PS....I also should have read Cristinas next post above...as you can see she has other systemic symptoms niot just gas, and this would toally alter what I would have said.The famous William Osler, MD. said it best "If you talk to the patient long enough, she will tell you exactly what is worng with here".It is unfortunate that I do not have enough time or fast enough fingers to talk all the way through...but this would have come ojut in a oral interchange over the phone or face to face, and the assessment would be different. I recommend Brostoffs book more explicitly now, at least that much is for certain.







Crsitina....Get Brostoffs book and read it....it will help you assess more clearly what you are going through and allow the advice of those who have learned to manage this prpblem to make a lot more sense. There are specific "ways and means" of approaching those probelems systematically, but Prof. b takes, what, 470 pages on the whole subject which i couldnot possbily hope to do better with here.MNLMNL


----------



## Julia37 (May 9, 2001)

> quote:no change in bowel habits was reported and this is, according to the ubiquitous ROME II CRITERIA part and parcel to an IBS diagnosis


Um, excuse me lords of the ROME II CRITERIA...I had IBS symptoms all my life and didn't know any different until I changed my diet and did hypno and (further) stress reduction - so if I had been asked if I had change in bowel habits I would have said no, and this would have ruled out an IBS diagnosis, right?







Christina, dairy includes milk, cheese, yogurt, ice cream, sour cream and anything containing those things. Also many processed foods, especially those frozen ready-made meals, contain dairy products. You'll have to check the ingredient label on those. Watch for things like "whey", "casein"(milk protein), powdered milk or sour cream. It's only for 2 weeks, you can do it! If you start feeling better you won't want dairy anymore, anyway.


----------



## Mike NoLomotil (Jun 6, 2000)

LOLJUkia I trust you noted the placement of tingue-in-cheek in my reference to the R2=D too criterion...but if one has to speak of the mainstream in symptom-based diagnosis this is ort of all they have to go by tht at least is somewhat standardized.The Rome Criterion, so called as they eveolved from the discussions of doctors who like to go to Rome as long as the sponsoring drug companies certainly are going to pay for it, do have a lot of merit in the sense it gives one some gudileines how to recognize the probablities of the presence of the Syndrome.I think the primary issue that many others take, including the doctors I work with and many others approaching it a bit differently, is the concept of taking an empirical approach to diagnosis and treatment. It appears to some that this often encourages physicians to stop seeking a causal basis for the symptoms way too soon, and there are people with a reversaible or avoidable mechanisms of symptom egneration that further investigation might have revealed. So there is a population of people, large it is suspected, walking around beleiveing they have s "syndrome" or "functional disorder" only because "unnecessary testing" was not done to root out that cause.This remains a source of debate as well it should. if not the lines of investigation in the condition would be limited to only one...and progress would be slowed by too narrow a focus. If saying so makes me a heretic, then I bear the name proudly.

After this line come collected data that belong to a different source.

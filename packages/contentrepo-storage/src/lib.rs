//! contentrepo-storage - versioned content repositories
//!
//! A repository owns an ordered sequence of versions. Versions never store
//! their content as a list of rows; membership lives in an append-only
//! ledger of `(content, version_added, version_removed)` facts, and a
//! version's content is every record whose interval covers its number.
//!
//! ## Core Principles
//!
//! 1. **Sealed is immutable**: only an open version accepts content changes
//! 2. **Normalized ledger**: a version never both adds and removes one content
//! 3. **Deletion preserves history**: deleting a version folds its changes
//!    into the next one, so every other version keeps its exact content
//! 4. **Consumers win**: served or published versions are never deleted
//!
//! ## Layout
//!
//! - `domain`: models, storage/cache ports, repository kinds
//! - `versioning`: materializer, mutation engine, squash, retention, lifecycle
//! - `infrastructure`: in-memory and SQLite stores
//! - `api`: async `RepositoryService` and `VersionHandle`
//!
//! ## Usage
//!
//! ```rust,ignore
//! use contentrepo_storage::{ContentUnit, InMemoryVersionStore, RepositoryService, FILE_KIND};
//!
//! let service = RepositoryService::new(InMemoryVersionStore::new());
//! let repo = service.create_repository("files", FILE_KIND).await?;
//!
//! let unit = ContentUnit::new(FILE_KIND).with_natural_key("README.md");
//! service.register_content(&[unit.clone()]).await?;
//!
//! let mut handle = service.new_version(repo.id, None).await?;
//! handle.add_content(&[unit.id].into()).await?;
//! let v1 = handle.finalize().await?.expect("content changed");
//! assert_eq!(v1.number, 1);
//! ```

pub mod api;
pub mod config;
pub mod domain;
pub mod error;
pub mod infrastructure;
pub mod logging;
pub mod versioning;

pub use error::{ErrorKind, Result, StorageError};

pub use api::{RepositoryService, SnapshotMismatch, VerificationReport, VersionHandle};
pub use config::StoreConfig;
pub use domain::{
    CacheInvalidator, ContentCount, ContentId, ContentUnit, CountType, Distribution, DomainId,
    KindRegistry, Publication, Repository, RepositoryContent, RepositoryId, RepositoryKind,
    RepositoryVersion, SimpleKind, VersionId, DEFAULT_DOMAIN, FILE_KIND,
};
pub use infrastructure::InMemoryVersionStore;

#[cfg(feature = "sqlite")]
pub use infrastructure::SqliteVersionStore;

Eat well. Think well. be well.MNL


----------



## Julia37 (May 9, 2001)

Mike,


> quote:It appears to some that this often encourages physicians to stop seeking a causal basis for the symptoms way too soon, and there are people with a reversaible or avoidable mechanisms of symptom egneration that further investigation might have revealed. So there is a population of people, large it is suspected, walking around beleiveing they have s "syndrome" or "functional disorder" only because "unnecessary testing" was not done to root out that cause.

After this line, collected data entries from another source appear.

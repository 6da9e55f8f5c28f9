//! Version Compactor
//!
//! Folds a sealed version's ledger records into its successor so the version
//! can be deleted without changing what any other version contains.
//!
//! ```text
//!   V-1        V          N        N+1
//!    │   add c ●───────────────────▶      (moved: version_added V → N)
//!    ●─────────○ rm d                      (moved: version_removed V → N)
//!              ● add e ───○ rm e           (dropped: only V ever had e)
//!    ●─────────○ rm f ● add f ──○ rm f     (merged: V-removal takes N+1)
//! ```

use std::collections::{BTreeMap, BTreeSet};

use tracing::debug;

use super::counts::compute_counts;
use super::materializer::batches;
use crate::domain::{
    ContentId, LedgerTx, MembershipFilter, MembershipId, RepositoryContent, RepositoryVersion,
    VersionId,
};
use crate::Result;

fn record_ids(records: &[RepositoryContent]) -> Vec<MembershipId> {
    records.iter().map(|r| r.id).collect()
}

/// Fold `version` into `next`, its closest complete successor.
pub fn squash(
    tx: &mut dyn LedgerTx,
    version: &RepositoryVersion,
    next: &RepositoryVersion,
    batch_size: usize,
) -> Result<()> {
    let repository_id = version.repository_id;

    // Content that only ever lived in `version`
    let transient = tx.memberships(
        repository_id,
        &MembershipFilter {
            added_by: Some(version.id),
            removed_by: Some(next.id),
            ..Default::default()
        },
    )?;
    for batch in batches(&record_ids(&transient), batch_size) {
        tx.delete_memberships(batch)?;
    }

    // Content removed by `version` and added back by `next`
    let added_by_next: BTreeSet<ContentId> = tx
        .memberships(repository_id, &MembershipFilter::added_by(next.id))?
        .into_iter()
        .map(|r| r.content_id)
        .collect();
    let removed_by_version =
        tx.memberships(repository_id, &MembershipFilter::removed_by(version.id))?;
    let readded: Vec<ContentId> = removed_by_version
        .iter()
        .map(|r| r.content_id)
        .filter(|id| added_by_next.contains(id))
        .collect();

    let mut readd_records = Vec::new();
    for batch in batches(&readded, batch_size) {
        readd_records.extend(tx.memberships(
            repository_id,
            &MembershipFilter::added_by(next.id).with_content(batch),
        )?);
    }

    // The re-add record's end of life carries over to the original record.
    let mut end_of_life: BTreeMap<Option<VersionId>, BTreeSet<ContentId>> = BTreeMap::new();
    for record in &readd_records {
        end_of_life
            .entry(record.version_removed)
            .or_default()
            .insert(record.content_id);
    }
    for batch in batches(&record_ids(&readd_records), batch_size) {
        tx.delete_memberships(batch)?;
    }
    for (removed_by, content_ids) in &end_of_life {
        let originals: Vec<MembershipId> = removed_by_version
            .iter()
            .filter(|r| content_ids.contains(&r.content_id))
            .map(|r| r.id)
            .collect();
        for batch in batches(&originals, batch_size) {
            tx.set_version_removed(batch, *removed_by)?;
        }
    }

    // Everything else moves forward
    let added = tx.memberships(repository_id, &MembershipFilter::added_by(version.id))?;
    for batch in batches(&record_ids(&added), batch_size) {
        tx.set_version_added(batch, next.id)?;
    }
    let removed = tx.memberships(repository_id, &MembershipFilter::removed_by(version.id))?;
    for batch in batches(&record_ids(&removed), batch_size) {
        tx.set_version_removed(batch, Some(next.id))?;
    }

    compute_counts(tx, next, batch_size)?;

    debug!(
        version = %version,
        next = next.number,
        dropped = transient.len(),
        merged = readd_records.len(),
        moved_added = added.len(),
        moved_removed = removed.len(),
        "Squashed version into successor"
    );
    Ok(())
}

/// Take back every change `version` made: its add records are deleted and
/// its removals reopened.
pub fn retract(
    tx: &mut dyn LedgerTx,
    version: &RepositoryVersion,
    batch_size: usize,
) -> Result<()> {
    let repository_id = version.repository_id;

    let added = tx.memberships(repository_id, &MembershipFilter::added_by(version.id))?;
    for batch in batches(&record_ids(&added), batch_size) {
        tx.delete_memberships(batch)?;
    }
    let removed = tx.memberships(repository_id, &MembershipFilter::removed_by(version.id))?;
    for batch in batches(&record_ids(&removed), batch_size) {
        tx.set_version_removed(batch, None)?;
    }
    Ok(())
}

If my experience is an accurate indication there are *thousands* of undiagnosed people in this country. My approach to things is keep testing until I find the source of the problem, and it works! Health care is one field where this should *always* be done, IMNSHO. I have strong feelings on this since I suffered for 29 years from undiagnosed soy allergy...

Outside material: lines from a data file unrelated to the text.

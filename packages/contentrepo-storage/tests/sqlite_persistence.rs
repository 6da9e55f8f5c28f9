//! SQLite store tests
//!
//! Same lifecycle as the in-memory store, plus what only a file-backed
//! store can show: state surviving a reopen and rollback of uncommitted work.

#![cfg(feature = "sqlite")]

use std::collections::BTreeSet;
use std::io::Write;

use contentrepo_storage::config::MAX_BATCH_SIZE;
use contentrepo_storage::domain::{LedgerTx, VersionStore};
use contentrepo_storage::{
    ContentId, ContentUnit, ErrorKind, Repository, RepositoryService, SqliteVersionStore,
    StoreConfig, DEFAULT_DOMAIN, FILE_KIND,
};
use pretty_assertions::assert_eq;
use tempfile::{NamedTempFile, TempDir};

fn open(dir: &TempDir) -> RepositoryService {
    let store = SqliteVersionStore::new(dir.path().join("store.db")).unwrap();
    RepositoryService::new(store)
}

async fn register(service: &RepositoryService, content_type: &str, n: usize) -> Vec<ContentId> {
    let units: Vec<ContentUnit> = (0..n)
        .map(|i| ContentUnit::new(content_type).with_natural_key(format!("pkg-{}", i)))
        .collect();
    service.register_content(&units).await.unwrap();
    units.into_iter().map(|u| u.id).collect()
}

fn set(ids: &[ContentId]) -> BTreeSet<ContentId> {
    ids.iter().copied().collect()
}

#[tokio::test]
async fn test_history_survives_reopen() {
    let dir = TempDir::new().unwrap();
    let ids;
    let repo;
    {
        let service = open(&dir);
        repo = service.create_repository("files", FILE_KIND).await.unwrap();
        ids = register(&service, FILE_KIND, 3).await;

        let mut v1 = service.new_version(repo.id, None).await.unwrap();
        v1.add_content(&set(&ids)).await.unwrap();
        v1.finalize().await.unwrap();

        let mut v2 = service.new_version(repo.id, None).await.unwrap();
        v2.remove_content(&set(&ids[..1])).await.unwrap();
        v2.finalize().await.unwrap();
    }

    let service = open(&dir);
    let reopened = service.repository_by_name("files", DEFAULT_DOMAIN).await.unwrap();
    assert_eq!(reopened.id, repo.id);
    assert_eq!(reopened.next_version, 3);
    assert_eq!(service.content(repo.id, 1).await.unwrap(), set(&ids));
    assert_eq!(service.content(repo.id, 2).await.unwrap(), set(&ids[1..]));
    assert_eq!(service.removed(repo.id, 2, None).await.unwrap(), set(&ids[..1]));

    let units = service.content_units(&set(&ids)).await.unwrap();
    let mut keys: Vec<String> = units.into_iter().filter_map(|u| u.natural_key).collect();
    keys.sort();
    assert_eq!(keys, vec!["pkg-0", "pkg-1", "pkg-2"]);
    assert!(service.verify_repository(repo.id).await.unwrap().is_consistent());
}

#[tokio::test]
async fn test_delete_middle_version_squashes() {
    let dir = TempDir::new().unwrap();
    let service = open(&dir);
    let repo = service.create_repository("files", FILE_KIND).await.unwrap();
    let ids = register(&service, FILE_KIND, 2).await;
    let (a, b) = (ids[0], ids[1]);

    for (add, remove) in [(vec![a, b], vec![]), (vec![], vec![a]), (vec![a], vec![])] {
        let mut handle = service.new_version(repo.id, None).await.unwrap();
        handle.add_content(&set(&add)).await.unwrap();
        handle.remove_content(&set(&remove)).await.unwrap();
        handle.finalize().await.unwrap().unwrap();
    }

    let v2 = service.get_version(repo.id, 2).await.unwrap();
    service.delete_version(repo.id, 2).await.unwrap();

    assert_eq!(service.content(repo.id, 1).await.unwrap(), set(&[a, b]));
    assert_eq!(service.content(repo.id, 3).await.unwrap(), set(&[a, b]));
    let ledger = service.ledger(repo.id).await.unwrap();
    assert_eq!(ledger.len(), 2);
    assert!(ledger
        .iter()
        .all(|r| r.version_added != v2.id && r.version_removed != Some(v2.id)));
}

#[tokio::test]
async fn test_failed_seal_leaves_no_trace() {
    let dir = TempDir::new().unwrap();
    let service = open(&dir);
    let repo = service.create_repository("files", FILE_KIND).await.unwrap();
    let rpms = register(&service, "rpm.package", 2).await;

    let mut handle = service.new_version(repo.id, None).await.unwrap();
    handle.add_content(&set(&rpms)).await.unwrap();
    let err = handle.finalize().await.unwrap_err();
    assert_eq!(err.kind, ErrorKind::UnsupportedContentType);
    assert_eq!(err.version_number, Some(1));

    let service = open(&dir);
    assert_eq!(service.get_repository(repo.id).await.unwrap().next_version, 1);
    assert_eq!(service.list_versions(repo.id).await.unwrap().len(), 1);
    assert!(service.ledger(repo.id).await.unwrap().is_empty());
}

#[tokio::test]
async fn test_retention_on_sqlite() {
    let dir = TempDir::new().unwrap();
    let service = open(&dir);
    let repo = service.create_repository("files", FILE_KIND).await.unwrap();
    let ids = register(&service, FILE_KIND, 4).await;
    for id in &ids {
        let mut handle = service.new_version(repo.id, None).await.unwrap();
        handle.add_content(&set(&[*id])).await.unwrap();
        handle.finalize().await.unwrap();
    }

    let deleted = service.set_retention(repo.id, Some(2)).await.unwrap();
    let deleted: Vec<u32> = deleted.iter().map(|v| v.number).collect();
    assert_eq!(deleted, vec![0, 1, 2]);

    let service = open(&dir);
    let numbers: Vec<u32> = service
        .list_versions(repo.id)
        .await
        .unwrap()
        .iter()
        .map(|v| v.number)
        .collect();
    assert_eq!(numbers, vec![3, 4]);
    assert_eq!(service.content(repo.id, 4).await.unwrap(), set(&ids));
    assert_eq!(service.added(repo.id, 3, None).await.unwrap(), set(&ids[..3]));
}

#[tokio::test]
async fn test_largest_batch_fits_sqlite_limits() {
    let service = RepositoryService::new(SqliteVersionStore::in_memory().unwrap())
        .with_batch_size(usize::MAX);
    assert_eq!(service.batch_size(), MAX_BATCH_SIZE);

    let repo = service.create_repository("bulk", FILE_KIND).await.unwrap();
    let ids = set(&register(&service, FILE_KIND, MAX_BATCH_SIZE).await);

    let mut v1 = service.new_version(repo.id, None).await.unwrap();
    v1.add_content(&ids).await.unwrap();
    v1.finalize().await.unwrap().unwrap();

    let mut v2 = service.new_version(repo.id, None).await.unwrap();
    v2.remove_content(&ids).await.unwrap();
    v2.add_content(&ids).await.unwrap();
    v2.remove_content(&ids).await.unwrap();
    v2.finalize().await.unwrap().unwrap();

    service.delete_version(repo.id, 1).await.unwrap();
    assert_eq!(service.added(repo.id, 2, None).await.unwrap(), BTreeSet::new());
    assert!(service.content(repo.id, 2).await.unwrap().is_empty());
    assert!(service.ledger(repo.id).await.unwrap().is_empty());
}

#[test]
fn test_uncommitted_transaction_rolls_back() {
    let dir = TempDir::new().unwrap();
    let store = SqliteVersionStore::new(dir.path().join("store.db")).unwrap();
    let repository = Repository::new("files", FILE_KIND);

    {
        let mut tx = store.begin().unwrap();
        tx.insert_repository(&repository).unwrap();
        assert!(tx.get_repository(repository.id).unwrap().is_some());
    }

    let mut tx = store.begin().unwrap();
    assert!(tx.get_repository(repository.id).unwrap().is_none());
    tx.insert_repository(&repository).unwrap();
    tx.commit().unwrap();

    let store = SqliteVersionStore::new(dir.path().join("store.db")).unwrap();
    let mut tx = store.begin().unwrap();
    assert_eq!(tx.list_repositories().unwrap().len(), 1);
}

#[tokio::test]
async fn test_service_from_yaml_config() {
    let dir = TempDir::new().unwrap();
    let db_path = dir.path().join("configured.db");
    let yaml = format!(
        r#"
version: 1
database:
  path: {}
  busy_timeout_ms: 1000
batch_size: 2
kinds:
  - name: rpm.rpm
    content_types: [rpm.package]
"#,
        db_path.display()
    );
    let mut file = NamedTempFile::new().unwrap();
    file.write_all(yaml.as_bytes()).unwrap();

    let config = StoreConfig::from_yaml(file.path()).unwrap();
    let service = RepositoryService::from_config(&config).unwrap();
    assert_eq!(service.batch_size(), 2);

    let repo = service.create_repository("rpms", "rpm.rpm").await.unwrap();
    let ids = register(&service, "rpm.package", 5).await;
    let mut handle = service.new_version(repo.id, None).await.unwrap();
    handle.add_content(&set(&ids)).await.unwrap();
    handle.finalize().await.unwrap().unwrap();

    drop(service);
    assert!(db_path.exists());
    let service = RepositoryService::new(SqliteVersionStore::new(&db_path).unwrap());
    assert_eq!(service.content(repo.id, 1).await.unwrap(), set(&ids));
}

BTW, I found and fixed a bug in my program today while the tech support people were still doing research!


----------



## ohnometo (Sep 20, 2001)

I am so glad I didnt give up on finding what in the world was triggering my IBS...I was on my last straw when I started working with Leap...I had no where else to turn for relief...Hi Julia


----------



## Mike NoLomotil (Jun 6, 2000)

Julia....All I can say is "ditto".Oh, and .... _____________________________________"I found and fixed a bug in my program today while the tech support people were still doing research! " ____________________________________This is so funny when it does happen....I had a similar situation another time many years ago. My MIS ran on a UNIX platform so IMAGINE the techno-babble of "grepping" that could produce!!! While my office was overflowing with the technical psychobabble being thrown haphazardly around the room by the tekkies comparing ego-to-ego who could one-up the other on the diagnostics of my possible problem, I wiggled the serial port on my terminal and corrected a short.It took 20 minutes before they even noticed that while they continued their summit conference I had already gone abck to using the device connected to the port in question and was generating output documents.You know what? They just moved out to the other room and kept talking, now in a "what if it had not been the port-cable connection" context.







yet once they were reminded about what they were actually being paid for (work not menatal mastur-you-know-what) they did return to their cubicles.







MNL


----------



## Julia37 (May 9, 2001)

Back at you Donna!







Mike ROFLMAO! That's one of the hazards of a scientific education!


----------